Personal information
- Nationality: Qatari
- Born: 1 January 2004 (age 22)

Sport
- Sport: Athletics
- Event: Hurdles

Achievements and titles
- Personal best(s): 400m: 45.85 (Potchefstroom, 2024) 400m hurdles: 47.61 (Tokyo, 2025)

Medal record
Men's athletics
Representing Qatar
Asian Championships
| Bronze medal – third place | 2023 Bangkok | 4×400 m relay |
Asian Games
| Silver medal – second place | 2023 Hangzhou | 4×400 m relay |
Asian Indoor Championships
| Gold medal – first place | 2026 Tanjijn | 4x400m relay |
| Silver medal – second place | 2023 Astana | 4x400m relay |
Asian U20 Championships
| Gold medal – first place | 2023 Yecheon | 400m |
| Gold medal – first place | 2023 Yecheon | 400m hurdles |
Arab U20 Championships
| Gold medal – first place | 2023 Radès | 400m hurdles |
| Silver medal – second place | 2023 Radès | 400m |

= Ismail Abakar =

Qatari athlete (born 2004)

Ismail Doudai Abakar (born 1 January 2004) is a Qatari hurdler.

==Career==
He won gold in the 400m hurdles and silver in the 400m at the 2022 Arab U20 Athletics Championships in Radès, Tunisia. He competed at the 2022 World Athletics U20 Championships in Cali, Colombia.

In February 2023, he was a silver medalist at the Asian Indoor Championships in the 4 × 400 m relay in Kazakhstan. In May 2023, he lowered his personal best in the 400m hurdles to 49.18 seconds at the 2023 Doha Diamond League.

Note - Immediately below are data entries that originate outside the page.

use std::fs;
use std::path::{Path, PathBuf};
use std::time::Duration;

use serde::Deserialize;

use crate::{
    collector::{DEFAULT_PAIRING, Feed, WorkerOptions},
    error::{CollectorError, Result},
    presenter::{Layout, RenderHints},
    schema::SeriesParams,
    util,
};

/// Shortest polling interval the host accepts, in seconds.
pub const MIN_INTERVAL_SECS: u64 = 3;

// ------------------------------------------------------------
// Root configuration
// ------------------------------------------------------------
//
// This is the top-level configuration structure loaded from
// `config.json`.
//
// It defines:
// - Which data source to poll and which assets
// - The operating mode and polling cadence
// - Output hints for the presenter
// - Optional debug configuration
//
#[derive(Debug, Deserialize, Clone)]
pub struct Config {
    /// Data source name (e.g. "bitstamp")
    #[serde(default = "default_source")]
    pub source: String,

    /// Asset symbols polled, one worker each
    #[serde(default)]
    pub assets: Vec<String>,

    /// Optional file with one asset symbol per line
    pub assets_file: Option<PathBuf>,

    /// Quote asset completing every pair
    #[serde(default = "default_pairing")]
    pub pairing: String,

    #[serde(default)]
    pub mode: RunMode,

    /// Polling interval in seconds (clamped, see `interval`)
    #[serde(default = "default_interval")]
    pub interval_secs: u64,

    /// Per-request wait budget in seconds
    pub request_budget_secs: Option<u64>,

    #[serde(default = "default_timestamp_field")]
    pub timestamp_field: String,

    /// Field allow-list; empty shows everything
    #[serde(default)]
    pub fields: Vec<String>,

    /// Series request parameters (candles, matrix and download modes)
    #[serde(default)]
    pub series: SeriesParams,

    #[serde(default)]
    pub output: OutputConfig,

    /// Optional debug configuration
    pub debug: Option<DebugConfig>,
}

// ------------------------------------------------------------
// Operating modes
// ------------------------------------------------------------
//
// - market:   streaming latest ticker per asset
// - candles:  streaming series per asset
// - matrix:   synchronized rounds rendered as one matrix
// - download: a single synchronized round, optionally saved as CSV
//
#[derive(Debug, Deserialize, Clone, Copy, Default, PartialEq, Eq)]
#[serde(rename_all = "lowercase")]
pub enum RunMode {
    #[default]
    Market,
    Candles,
    Matrix,
    Download,
}

impl RunMode {
    pub fn is_synchronized(self) -> bool {
        matches!(self, RunMode::Matrix | RunMode::Download)
    }
}

// ------------------------------------------------------------
// Output configuration
// ------------------------------------------------------------
#[derive(Debug, Deserialize, Clone, Default)]
pub struct OutputConfig {
    #[serde(default)]
    pub layout: Layout,

    /// Field shown per asset in matrix mode
    pub matrix_field: Option<String>,

    /// Directory receiving CSV files in download mode
    pub csv_dir: Option<PathBuf>,
}

// ------------------------------------------------------------
// Debug configuration
// ------------------------------------------------------------
//
// Optional debug flags used during development and testing.
//
#[derive(Debug, Deserialize, Clone, Default)]
pub struct DebugConfig {
    /// Enables debug-level logging
    pub log: Option<bool>,
}

fn default_source() -> String {
    "bitstamp".to_string()
}

fn default_pairing() -> String {
    DEFAULT_PAIRING.to_string()
}

fn default_interval() -> u64 {
    5
}

fn default_timestamp_field() -> String {
    "timestamp".to_string()
}

impl Config {
    /// Loads and parses a JSON config file.
    pub fn load(path: impl AsRef<Path>) -> Result<Self> {
        let path = path.as_ref();
        let content = fs::read_to_string(path)?;
        Self::parse(&content)
            .map_err(|e| CollectorError::Configuration(format!("{}: {}", path.display(), e)))
    }

    pub fn parse(content: &str) -> std::result::Result<Self, serde_json::Error> {
        serde_json::from_str(content)
    }

    pub fn debug_log(&self) -> bool {
        self.debug.as_ref().is_some_and(|d| d.log.unwrap_or(false))
    }

    /// Polling interval; anything under three seconds becomes three.
    pub fn interval(&self) -> Duration {
        Duration::from_secs(self.interval_secs.max(MIN_INTERVAL_SECS))
    }

    pub fn request_budget(&self) -> Option<Duration> {
        self.request_budget_secs.map(Duration::from_secs)
    }

    /// Inline assets followed by the ones from `assets_file`.
    ///
    /// An empty result is a configuration error.
    pub fn resolve_assets(&self) -> Result<Vec<String>> {
        let mut assets: Vec<String> = self
            .assets
            .iter()
            .map(|a| a.trim().to_string())
            .filter(|a| !a.is_empty())
            .collect();

        if let Some(path) = &self.assets_file {
            assets.extend(util::read_asset_lines(path)?);
        }

        if assets.is_empty() {
            return Err(CollectorError::Configuration(
                "no assets configured (assets / assets_file)".to_string(),
            ));
        }
        Ok(assets)
    }

    pub fn render_hints(&self) -> RenderHints {
        RenderHints {
            fields: self.fields.clone(),
            timestamp_field: self.timestamp_field.clone(),
            layout: self.output.layout,
            matrix_field: match self.mode {
                RunMode::Matrix => Some(
                    self.output
                        .matrix_field
                        .clone()
                        .unwrap_or_else(|| "close".to_string()),
                ),
                _ => None,
            },
            csv_dir: match self.mode {
                RunMode::Download => self.output.csv_dir.clone(),
                _ => None,
            },
        }
    }

    pub fn worker_options(&self) -> WorkerOptions {
        WorkerOptions {
            pairing: self.pairing.clone(),
            interval: self.interval(),
            request_budget: self.request_budget(),
            fields: self.fields.clone(),
            timestamp_field: self.timestamp_field.clone(),
            feed: match self.mode {
                RunMode::Market => Feed::Latest,
                _ => Feed::Series(self.series.clone()),
            },
        }
    }
}

#[cfg(test)]
mod tests {
    use super::*;
    use std::io::Write;

    #[test]
    fn minimal_config_gets_defaults() {
        let config = Config::parse(r#"{ "assets": ["BTC"] }"#).unwrap();

        assert_eq!(config.source, "bitstamp");
        assert_eq!(config.pairing, "USD");
        assert_eq!(config.mode, RunMode::Market);
        assert_eq!(config.interval(), Duration::from_secs(5));
        assert!(!config.debug_log());
        assert_eq!(config.worker_options().feed, Feed::Latest);
    }

    #[test]
    fn short_intervals_are_clamped() {
        for secs in [0, 1, 2, 3] {
            let config = Config::parse(&format!(r#"{{ "interval_secs": {secs} }}"#)).unwrap();
            assert_eq!(config.interval(), Duration::from_secs(3));
        }
    }

    #[test]
    fn matrix_mode_defaults_to_close_and_series_feed() {
        let config = Config::parse(
            r#"{
                "mode": "matrix",
                "assets": ["BTC", "ETH"],
                "series": { "step": "60", "limit": "5" },
                "output": { "layout": "csv", "csv_dir": "/tmp/out" },
                "debug": { "log": true }
            }"#,
        )
        .unwrap();

        let hints = config.render_hints();
        assert_eq!(hints.matrix_field.as_deref(), Some("close"));
        assert_eq!(hints.layout, Layout::Csv);
        // csv files are a download-mode feature
        assert!(hints.csv_dir.is_none());
        assert!(config.debug_log());
        assert!(config.mode.is_synchronized());

        match config.worker_options().feed {
            Feed::Series(params) => assert_eq!(params.get("limit").map(String::as_str), Some("5")),
            other => panic!("unexpected feed {other:?}"),
        }
    }

    #[test]
    fn assets_are_merged_inline_first() {
        let mut file = tempfile::NamedTempFile::new().unwrap();
        writeln!(file, "XRP\n\nLTC ").unwrap();

        let mut config = Config::parse(r#"{ "assets": ["BTC", " "] }"#).unwrap();
        config.assets_file = Some(file.path().to_path_buf());

        assert_eq!(config.resolve_assets().unwrap(), vec!["BTC", "XRP", "LTC"]);
    }

    #[test]
    fn empty_asset_list_is_rejected() {
        let config = Config::parse("{}").unwrap();
        assert!(matches!(config.resolve_assets(), Err(CollectorError::Configuration(_))));
    }

    #[test]
    fn load_reports_the_file_on_parse_errors() {
        let dir = tempfile::tempdir().unwrap();
        let path = dir.path().join("config.json");
        fs::write(&path, "{ not json").unwrap();

        match Config::load(&path) {
            Err(CollectorError::Configuration(msg)) => assert!(msg.contains("config.json")),
            other => panic!("unexpected result {other:?}"),
        }
    }
}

In June 2023, he was Asian U20 champion over both 400m and 400m hurdles in Yecheon, South Korea. In Bangkok in July 2023, he was a bronze medalist as part of the Qatari 4 × 400 m team at the Asian Championships. In October 2023 in Hangzhou he reached the final of the 400 metres at the delayed 2022 Asian Games, and was a silver medalist in the 4 × 400 m relay.

In Potchefstroom, South Africa in March 2024, he ran a personal best time of 48.68 in the 400m hurdles that also met the qualifying standard for the 2024 Paris Olympics Games. In May 2024, he ran as part of the Qatari team at the World Athletics Relay in Nassau, Bahamas. That month, he competed in the 400m hurdles at the 2024 Doha Diamond League. He lowered his 400m hurdles personal best to 47.72 seconds at the London Athletics Meet on 20 July 2024.

He competed at the 2025 World Athletics Championships in the men's 400 metres hurdles in Tokyo, Japan in September 2025, running a personal best in his semi-final, prior to finishing eighth in the final. He also ran in the men's 4 x 400 metres relay as Qatar placed fifth in the final.

In February 2026, he won the gold medal in the men's 4x400 metres relay at the 2026 Asian Indoor Athletics Championships in Tianjin, China.

==Personal life==
His brother Oumar Doudai Abakar is also a hurdler.